Lebanese actress (born 1979)

Nadine Al Rassi (نادين الراسي; born 4 September 1979) is a Lebanese actress. She began her career in 1999. She has won the Murex d'Or three times; her most famous wins were for Ghanouja bea in 2006, and Passion crime in 2016.

==Early life and career==
Al Rassi was born in Rahbeh village in North Governorate to artistic family. Her father, Khalil Al Rassi, is a Lebanese oud player from the village of Cheikh Taba in Akkar, Lebanon. Her mother is Aramean from Marmarita. Her younger brother Georges Al Rassi was a singer.

She began her career as a model, and appeared in music videos for Fadl Shaker and Wael Jassar. Her first acting role was in the Al bashwat TV series in 1999. In 2007, she won the Murex d'Or award for best supporting actress in Ghanouja bea (Dad's Girl). A year later, she won the award for best main role actress for her role in the TV series My son. In 2010, she won the same award for the third time for best actress as a life achievement. She also won the Oscar stars award in 2015 as best actress for her role in the Love story TV series. She also competed in the TV reality show Celebrity Duets Arab World, in which she won the first place 2006 after competing against Ameer Karara. She also won the TV game show Celebrity Splash! in 2013, and donated her award to the Lebanese Red Cross.

==Personal life==
Al Rassi has been married and divorced three times. Her first marriage was in 1996, when she was only seventeen years old, to Hatem Hadshiti. They divorced after a couple of years, after she gave birth to her first son, Mark. Her second marriage was to Lebanese businessman and actor Gescard Abi Nader in 2001. She gave birth to two sons from him, Marcel and Karl, but they divorced in 2016. Her third marriage was to a TV presenter, Raja Nasser El Deen, in 2017, but they divorced after one year.
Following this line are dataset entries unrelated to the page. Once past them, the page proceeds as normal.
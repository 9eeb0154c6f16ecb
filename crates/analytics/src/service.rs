//! Caller-facing analytics operations.
//!
//! One stateless facade per dashboard session. Each operation resolves the
//! data source once (live upstream or mock mode), fetches whatever metric
//! families it needs in parallel, normalizes them, and applies the
//! fallback policy:
//!
//! - all-stores endpoints recover from transient and malformed-payload
//!   failures by substituting mock data, keeping the dashboard populated;
//! - per-store domain lookups never mask an error, because silently
//!   showing another store's data would be worse than showing none;
//! - unauthorized and store-not-found are always surfaced.

use std::time::Duration;

use chrono::NaiveDate;
use domain::{
    AllStoresMetrics, AnalyticsData, Period, PerStoreMetrics, RevenueMetrics, Store,
    VideoSourceMetrics, WidgetUsageMetrics,
};
use tracing::{debug, info, warn};

use crate::config::Config;
use crate::error::AnalyticsError;
use crate::mock;
use crate::normalize::{self, Scope};
use crate::upstream::{HttpUpstream, UpstreamApi};

enum Source<U> {
    Live(U),
    Mock,
}

/// The metrics aggregation service.
///
/// Generic over the upstream seam so the fallback policy can be tested
/// against stub upstreams.
pub struct AnalyticsService<U = HttpUpstream> {
    source: Source<U>,
}

impl AnalyticsService<HttpUpstream> {
    /// Resolve the data source from configuration: a configured base URL
    /// selects the live upstream, its absence selects mock mode.
    pub fn from_config(config: &Config) -> Result<Self, AnalyticsError> {
        match config.api.base_url() {
            Some(base_url) => {
                let upstream = HttpUpstream::new(
                    base_url,
                    &config.api.admin_api_key,
                    Duration::from_secs(config.api.request_timeout_secs),
                )?;
                info!(base_url, "Analytics service using live upstream");
                Ok(Self::with_upstream(upstream))
            }
            None => {
                info!("Analytics API base URL not set, serving deterministic mock data");
                Ok(Self::mock())
            }
        }
    }
}

impl<U: UpstreamApi> AnalyticsService<U> {
    /// Service backed by a live upstream.
    pub fn with_upstream(upstream: U) -> Self {
        Self {
            source: Source::Live(upstream),
        }
    }

    /// Service serving mock datasets only.
    pub fn mock() -> Self {
        Self {
            source: Source::Mock,
        }
    }

    pub fn is_live(&self) -> bool {
        matches!(self.source, Source::Live(_))
    }

    // ------------------------------------------------------------------
    // All-stores operations (mock fallback on recoverable failure)
    // ------------------------------------------------------------------

    /// The all-stores dashboard bundle for a period.
    pub async fn get_analytics(&self, period: Period) -> Result<AnalyticsData, AnalyticsError> {
        let upstream = match &self.source {
            Source::Live(upstream) => upstream,
            Source::Mock => return Ok(mock::analytics_data(period)),
        };

        match upstream.all_stores_videos().await {
            Ok(raw) => Ok(normalize::analytics_data(
                raw,
                period,
                &mock::analytics_data(period),
            )),
            Err(err) if err.is_recoverable() => {
                warn!(error = %err, "All-stores analytics fetch failed, serving mock data");
                Ok(mock::analytics_data(period))
            }
            Err(err) => Err(err),
        }
    }

    /// Video-source distribution across all stores.
    pub async fn get_video_source_metrics(&self) -> Result<VideoSourceMetrics, AnalyticsError> {
        let upstream = match &self.source {
            Source::Live(upstream) => upstream,
            Source::Mock => return Ok(mock::all_stores_video_source()),
        };

        let result = upstream.all_stores_videos().await.and_then(|raw| {
            raw.platform_counts
                .map(|counts| normalize::video_source(&counts))
                .ok_or_else(|| {
                    AnalyticsError::InvalidResponse(
                        "missing platformCounts in videos response".to_string(),
                    )
                })
        });

        match result {
            Ok(source) => Ok(source),
            Err(err) if err.is_recoverable() => {
                warn!(error = %err, "Video-source fetch failed, serving mock data");
                Ok(mock::all_stores_video_source())
            }
            Err(err) => Err(err),
        }
    }

    /// Widget usage across all stores.
    pub async fn get_widget_usage_metrics(&self) -> Result<WidgetUsageMetrics, AnalyticsError> {
        let upstream = match &self.source {
            Source::Live(upstream) => upstream,
            Source::Mock => return Ok(mock::all_stores_widget_usage()),
        };

        let result = upstream
            .all_stores_widgets()
            .await
            .and_then(|raw| normalize::widget_usage(&raw, Scope::AllStores));

        match result {
            Ok(usage) => Ok(usage),
            Err(err) if err.is_recoverable() => {
                warn!(error = %err, "Widget-usage fetch failed, serving mock data");
                Ok(mock::all_stores_widget_usage())
            }
            Err(err) => Err(err),
        }
    }

    /// All-stores revenue for an explicit date range.
    pub async fn get_revenue_metrics(
        &self,
        start: NaiveDate,
        end: NaiveDate,
    ) -> Result<RevenueMetrics, AnalyticsError> {
        let upstream = match &self.source {
            Source::Live(upstream) => upstream,
            Source::Mock => return Ok(mock::all_stores_revenue()),
        };

        match upstream.stats(start, end).await {
            Ok(raw) => Ok(normalize::revenue_metrics(
                &raw.into_revenue(),
                &mock::all_stores_revenue(),
            )
            .with_range(start, end)),
            Err(err) if err.is_recoverable() => {
                warn!(error = %err, "Revenue fetch failed, serving mock data");
                Ok(mock::all_stores_revenue())
            }
            Err(err) => Err(err),
        }
    }

    /// Video-source and widget-usage metrics, fetched in parallel.
    ///
    /// Each family degrades to mock data independently, so the aggregate
    /// latency is bounded by the slowest sibling, not the sum.
    pub async fn get_all_stores_metrics(&self) -> Result<AllStoresMetrics, AnalyticsError> {
        let (video_source, widget_usage) = tokio::join!(
            self.get_video_source_metrics(),
            self.get_widget_usage_metrics()
        );

        Ok(AllStoresMetrics {
            video_source: video_source?,
            widget_usage: widget_usage?,
            revenue: None,
        })
    }

    /// The all-stores bundle including revenue for a date range.
    pub async fn get_all_stores_metrics_with_revenue(
        &self,
        start: NaiveDate,
        end: NaiveDate,
    ) -> Result<AllStoresMetrics, AnalyticsError> {
        let (video_source, widget_usage, revenue) = tokio::join!(
            self.get_video_source_metrics(),
            self.get_widget_usage_metrics(),
            self.get_revenue_metrics(start, end)
        );

        Ok(AllStoresMetrics {
            video_source: video_source?,
            widget_usage: widget_usage?,
            revenue: Some(revenue?),
        })
    }

    // ------------------------------------------------------------------
    // Store directory
    // ------------------------------------------------------------------

    /// List every store. Mock mode serves the static directory; live
    /// failures propagate, there is no partial fallback for identity data.
    pub async fn get_stores(&self) -> Result<Vec<Store>, AnalyticsError> {
        match &self.source {
            Source::Mock => Ok(mock::stores()),
            Source::Live(upstream) => upstream.stores(None).await,
        }
    }

    /// Search stores by id, name, or domain substring. An empty term
    /// lists everything.
    pub async fn search_stores(&self, term: &str) -> Result<Vec<Store>, AnalyticsError> {
        let term = term.trim();
        if term.is_empty() {
            return self.get_stores().await;
        }

        match &self.source {
            Source::Mock => Ok(mock::stores()
                .into_iter()
                .filter(|store| store.matches(term))
                .collect()),
            Source::Live(upstream) => upstream.stores(Some(term)).await,
        }
    }

    // ------------------------------------------------------------------
    // Per-store operations
    // ------------------------------------------------------------------

    /// Per-store metrics by shop domain.
    ///
    /// Fans out the widgets and videos sibling calls together; a failure
    /// in either fails the lookup. Errors are never masked with mock data
    /// here, so the UI can distinguish "no such store" from "no data".
    pub async fn get_per_store_metrics_by_domain(
        &self,
        shop_domain: &str,
    ) -> Result<PerStoreMetrics, AnalyticsError> {
        let upstream = match &self.source {
            Source::Live(upstream) => upstream,
            Source::Mock => return Err(AnalyticsError::NotConfigured),
        };

        let (widgets, videos) = tokio::try_join!(
            upstream.widgets_by_domain(shop_domain),
            upstream.videos_by_domain(shop_domain)
        )?;

        debug!(shop_domain, "Per-store sibling fetches succeeded");

        let defaults = mock::per_store_metrics(shop_domain);
        normalize::per_store_metrics_by_domain(shop_domain, &widgets, &videos, &defaults)
    }

    /// Per-store metrics by store id, bucketed to the given period.
    pub async fn get_per_store_metrics(
        &self,
        store_id: &str,
        period: Period,
    ) -> Result<PerStoreMetrics, AnalyticsError> {
        debug!(store_id, period = ?period, "Fetching per-store stats");

        let upstream = match &self.source {
            Source::Live(upstream) => upstream,
            Source::Mock => return Ok(mock::per_store_metrics(store_id)),
        };

        let defaults = mock::per_store_metrics(store_id);
        let fallback_name = mock::store_name(store_id);

        let result = upstream.shop_stats(store_id, period).await.and_then(|raw| {
            normalize::per_store_metrics_by_id(store_id, &fallback_name, raw, &defaults)
        });

        match result {
            Ok(bundle) => Ok(bundle),
            Err(err) if err.is_recoverable() => {
                warn!(store_id, error = %err, "Per-store stats fetch failed, serving mock data");
                Ok(defaults)
            }
            Err(err) => Err(err),
        }
    }
}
After her divorce from Gescard Abi Nader, she entered a legal battle for the custody of her two sons from him. Shortly after her divorce, there were allegations that she had had an affair with a married man. The footage leaks show many intimate pictures with a dentist, Raed Lattouf; the two accused each other of publishing these pictures.

Al Rassi also suffered a great deal from depression, and admitted to attempting to commit suicide by throwing herself from a car, but was saved by her son Mark.

She was in a controversy, after she stated that she is Muslahiya and believes in both Christianity and Islam. She was also criticized for her comments against Syrian refugees in Lebanon, but she later apologized for these comments.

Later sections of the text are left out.